ENTRIES SUPPLIED Start Marker
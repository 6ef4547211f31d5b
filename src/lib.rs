//! Nord Sound Crawler: a paginated catalog crawler for the Nord sound libraries
//!
//! This crate walks the JSON data routes behind the Nord Keyboards sound
//! library, one pagination chain per catalog category, validates every catalog
//! entry into a [`SoundItem`](crawler::SoundItem) and hands the records to an
//! [`ItemSink`](output::ItemSink).

pub mod config;
pub mod crawler;
pub mod output;
pub mod url;

use thiserror::Error;

/// Main error type for crawl operations
#[derive(Debug, Error)]
pub enum CrawlError {
    #[error("Configuration error: {0}")]
    Config(#[from] ConfigError),

    #[error("HTTP client error: {0}")]
    Reqwest(#[from] reqwest::Error),

    #[error("Output error: {0}")]
    Output(#[from] output::OutputError),

    #[error("URL error: {0}")]
    UrlError(#[from] UrlError),

    #[error("IO error: {0}")]
    Io(#[from] std::io::Error),

    #[error("Crawl task failed: {0}")]
    Task(String),
}

/// Configuration-specific errors
#[derive(Debug, Error)]
pub enum ConfigError {
    #[error("Failed to read config file: {0}")]
    Io(#[from] std::io::Error),

    #[error("Failed to parse TOML: {0}")]
    Parse(#[from] toml::de::Error),

    #[error("Validation error: {0}")]
    Validation(String),

    #[error("Invalid URL in config: {0}")]
    InvalidUrl(String),
}

/// URL-specific errors
#[derive(Debug, Error)]
pub enum UrlError {
    #[error("Failed to parse URL: {0}")]
    Parse(String),

    #[error("Unknown category: {0}")]
    UnknownCategory(String),
}

/// Errors raised while reading a decoded catalog page
///
/// None of these abort a crawl: a pagination error ends the chain for the
/// category, an envelope error only drops the page's items.
#[derive(Debug, Error)]
pub enum PageError {
    #[error("missing `{0}` in page envelope")]
    MissingEnvelope(&'static str),

    #[error("`items` is not an array")]
    ItemsNotArray,

    #[error("missing pagination field `{0}`")]
    MissingPagination(&'static str),

    #[error("pagination field `{field}` is not a positive integer: {value}")]
    InvalidPagination { field: &'static str, value: String },

    #[error("cannot build next page URL: {0}")]
    FollowUrl(#[from] UrlError),
}

/// Result type alias for crawl operations
pub type Result<T> = std::result::Result<T, CrawlError>;

/// Result type alias for configuration operations
pub type ConfigResult<T> = std::result::Result<T, ConfigError>;

/// Result type alias for URL operations
pub type UrlResult<T> = std::result::Result<T, UrlError>;

// Re-export commonly used types
pub use config::Config;
pub use crawler::{extract, CrawlRequest, PageResponse, SoundItem, ValidationFailure};
pub use url::{build_url, Category};
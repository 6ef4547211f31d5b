use crate::config::types::{Config, CrawlerConfig, OutputConfig, SiteConfig, UserAgentConfig};
use crate::ConfigError;
use std::collections::HashSet;
use url::Url;

/// Validates the entire configuration
pub fn validate(config: &Config) -> Result<(), ConfigError> {
    validate_site_config(&config.site)?;
    validate_crawler_config(&config.crawler)?;
    validate_user_agent_config(&config.user_agent)?;
    validate_output_config(&config.output)?;
    Ok(())
}

/// Validates site addressing
///
/// The origin is concatenated with relative catalog paths, so it must be a
/// bare `scheme://host[:port]` with nothing after it.
fn validate_site_config(config: &SiteConfig) -> Result<(), ConfigError> {
    let origin = Url::parse(&config.origin)
        .map_err(|e| ConfigError::InvalidUrl(format!("Invalid origin '{}': {}", config.origin, e)))?;

    if origin.scheme() != "http" && origin.scheme() != "https" {
        return Err(ConfigError::Validation(format!(
            "origin must use http or https, got '{}'",
            config.origin
        )));
    }

    if origin.host_str().is_none() {
        return Err(ConfigError::InvalidUrl(format!(
            "origin '{}' has no host",
            config.origin
        )));
    }

    if config.origin.ends_with('/') || origin.path() != "/" || origin.query().is_some() {
        return Err(ConfigError::Validation(format!(
            "origin must not carry a path, query or trailing slash, got '{}'",
            config.origin
        )));
    }

    validate_path_token("build-id", &config.build_id)?;
    validate_path_token("locale", &config.locale)?;

    Ok(())
}

/// Validates crawler configuration
fn validate_crawler_config(config: &CrawlerConfig) -> Result<(), ConfigError> {
    if config.selected_product.trim().is_empty() {
        return Err(ConfigError::Validation(
            "selected-product cannot be empty".to_string(),
        ));
    }

    if config.categories.is_empty() {
        return Err(ConfigError::Validation(
            "at least one category must be configured".to_string(),
        ));
    }

    let mut seen = HashSet::new();
    for category in &config.categories {
        if !seen.insert(category) {
            return Err(ConfigError::Validation(format!(
                "category '{}' is listed more than once",
                category
            )));
        }
    }

    if config.max_concurrent_requests < 1 || config.max_concurrent_requests > 100 {
        return Err(ConfigError::Validation(format!(
            "max-concurrent-requests must be between 1 and 100, got {}",
            config.max_concurrent_requests
        )));
    }

    if config.request_timeout < 1000 {
        return Err(ConfigError::Validation(format!(
            "request-timeout must be >= 1000ms, got {}ms",
            config.request_timeout
        )));
    }

    Ok(())
}

/// Validates user agent configuration
fn validate_user_agent_config(config: &UserAgentConfig) -> Result<(), ConfigError> {
    if config.crawler_name.is_empty() {
        return Err(ConfigError::Validation(
            "crawler-name cannot be empty".to_string(),
        ));
    }

    if !config
        .crawler_name
        .chars()
        .all(|c| c.is_alphanumeric() || c == '-')
    {
        return Err(ConfigError::Validation(format!(
            "crawler-name must contain only alphanumeric characters and hyphens, got '{}'",
            config.crawler_name
        )));
    }

    Url::parse(&config.contact_url)
        .map_err(|e| ConfigError::InvalidUrl(format!("Invalid contact-url: {}", e)))?;

    validate_email(&config.contact_email)?;

    Ok(())
}

/// Validates output configuration
fn validate_output_config(config: &OutputConfig) -> Result<(), ConfigError> {
    if config.items_path.is_empty() {
        return Err(ConfigError::Validation(
            "items-path cannot be empty".to_string(),
        ));
    }

    Ok(())
}

/// Validates a value that lands verbatim inside a URL path segment
fn validate_path_token(name: &str, value: &str) -> Result<(), ConfigError> {
    if value.is_empty() {
        return Err(ConfigError::Validation(format!("{} cannot be empty", name)));
    }

    if !value
        .chars()
        .all(|c| c.is_ascii_alphanumeric() || c == '-' || c == '_')
    {
        return Err(ConfigError::Validation(format!(
            "{} must contain only ASCII letters, digits, '-' or '_', got '{}'",
            name, value
        )));
    }

    Ok(())
}

/// Basic email validation
fn validate_email(email: &str) -> Result<(), ConfigError> {
    if email.is_empty() {
        return Err(ConfigError::Validation(
            "contact-email cannot be empty".to_string(),
        ));
    }

    let (local, domain) = email
        .split_once('@')
        .ok_or_else(|| ConfigError::Validation(format!("Invalid email format: '{}'", email)))?;

    if local.is_empty() || domain.is_empty() || domain.contains('@') {
        return Err(ConfigError::Validation(format!(
            "Invalid email format: '{}'",
            email
        )));
    }

    if !domain.contains('.') {
        return Err(ConfigError::Validation(format!(
            "Invalid email domain: '{}'",
            email
        )));
    }

    Ok(())
}
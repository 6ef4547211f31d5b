//! Sink trait and error types
//!
//! A sink receives every validated sound item as it is produced. Where and
//! how items are stored is up to the implementation.

use crate::crawler::SoundItem;
use thiserror::Error;

/// Errors that can occur during output operations
#[derive(Debug, Error)]
pub enum OutputError {
    #[error("Failed to serialize item: {0}")]
    Serialize(#[from] serde_json::Error),

    #[error("IO error: {0}")]
    Io(#[from] std::io::Error),
}

/// Result type for output operations
pub type OutputResult<T> = Result<T, OutputError>;

/// Destination for validated sound items
pub trait ItemSink: Send {
    /// Receives one item, in the order the crawl produced it
    fn emit(&mut self, item: &SoundItem) -> OutputResult<()>;

    /// Called once after the last item
    fn finish(&mut self) -> OutputResult<()> {
        Ok(())
    }
}

/// Sink that keeps every item in memory
#[derive(Debug, Default)]
pub struct MemorySink {
    items: Vec<SoundItem>,
    finished: bool,
}

impl MemorySink {
    pub fn new() -> Self {
        Self::default()
    }

    pub fn items(&self) -> &[SoundItem] {
        &self.items
    }

    pub fn into_items(self) -> Vec<SoundItem> {
        self.items
    }

    pub fn is_finished(&self) -> bool {
        self.finished
    }
}

impl ItemSink for MemorySink {
    fn emit(&mut self, item: &SoundItem) -> OutputResult<()> {
        self.items.push(item.clone());
        Ok(())
    }

    fn finish(&mut self) -> OutputResult<()> {
        self.finished = true;
        Ok(())
    }
}
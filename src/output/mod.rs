//! Output module for crawl results
//!
//! This module handles:
//! - Delivering validated sound items to a sink
//! - Writing items as JSON Lines
//! - Recording and printing crawl statistics

mod jsonl;
pub mod stats;
mod traits;

pub use jsonl::JsonLinesSink;
pub use stats::{format_statistics, print_statistics, CategoryStatistics, CrawlStatistics};
pub use traits::{ItemSink, MemorySink, OutputError, OutputResult};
ENTRIES SUPPLIED End Marker
● **EXERCISE DESCRIPTION**: Retype exactly the lines of the data above that fall between the line with "let mut seen = HashSet::new();" and the line with "name, value", inclusive, and add nothing.

● **RESULT OF THIS TASK**:
    let mut seen = HashSet::new();
    for category in &config.categories {
        if !seen.insert(category) {
            return Err(ConfigError::Validation(format!(
                "category '{}' is listed more than once",
                category
            )));
        }
    }

    if config.max_concurrent_requests < 1 || config.max_concurrent_requests > 100 {
        return Err(ConfigError::Validation(format!(
            "max-concurrent-requests must be between 1 and 100, got {}",
            config.max_concurrent_requests
        )));
    }

    if config.request_timeout < 1000 {
        return Err(ConfigError::Validation(format!(
            "request-timeout must be >= 1000ms, got {}ms",
            config.request_timeout
        )));
    }

    Ok(())
}

/// Validates user agent configuration
fn validate_user_agent_config(config: &UserAgentConfig) -> Result<(), ConfigError> {
    if config.crawler_name.is_empty() {
        return Err(ConfigError::Validation(
            "crawler-name cannot be empty".to_string(),
        ));
    }

    if !config
        .crawler_name
        .chars()
        .all(|c| c.is_alphanumeric() || c == '-')
    {
        return Err(ConfigError::Validation(format!(
            "crawler-name must contain only alphanumeric characters and hyphens, got '{}'",
            config.crawler_name
        )));
    }

    Url::parse(&config.contact_url)
        .map_err(|e| ConfigError::InvalidUrl(format!("Invalid contact-url: {}", e)))?;

    validate_email(&config.contact_email)?;

    Ok(())
}

/// Validates output configuration
fn validate_output_config(config: &OutputConfig) -> Result<(), ConfigError> {
    if config.items_path.is_empty() {
        return Err(ConfigError::Validation(
            "items-path cannot be empty".to_string(),
        ));
    }

    Ok(())
}

/// Validates a value that lands verbatim inside a URL path segment
fn validate_path_token(name: &str, value: &str) -> Result<(), ConfigError> {
    if value.is_empty() {
        return Err(ConfigError::Validation(format!("{} cannot be empty", name)));
    }

    if !value
        .chars()
        .all(|c| c.is_ascii_alphanumeric() || c == '-' || c == '_')
    {
        return Err(ConfigError::Validation(format!(
            "{} must contain only ASCII letters, digits, '-' or '_', got '{}'",
            name, value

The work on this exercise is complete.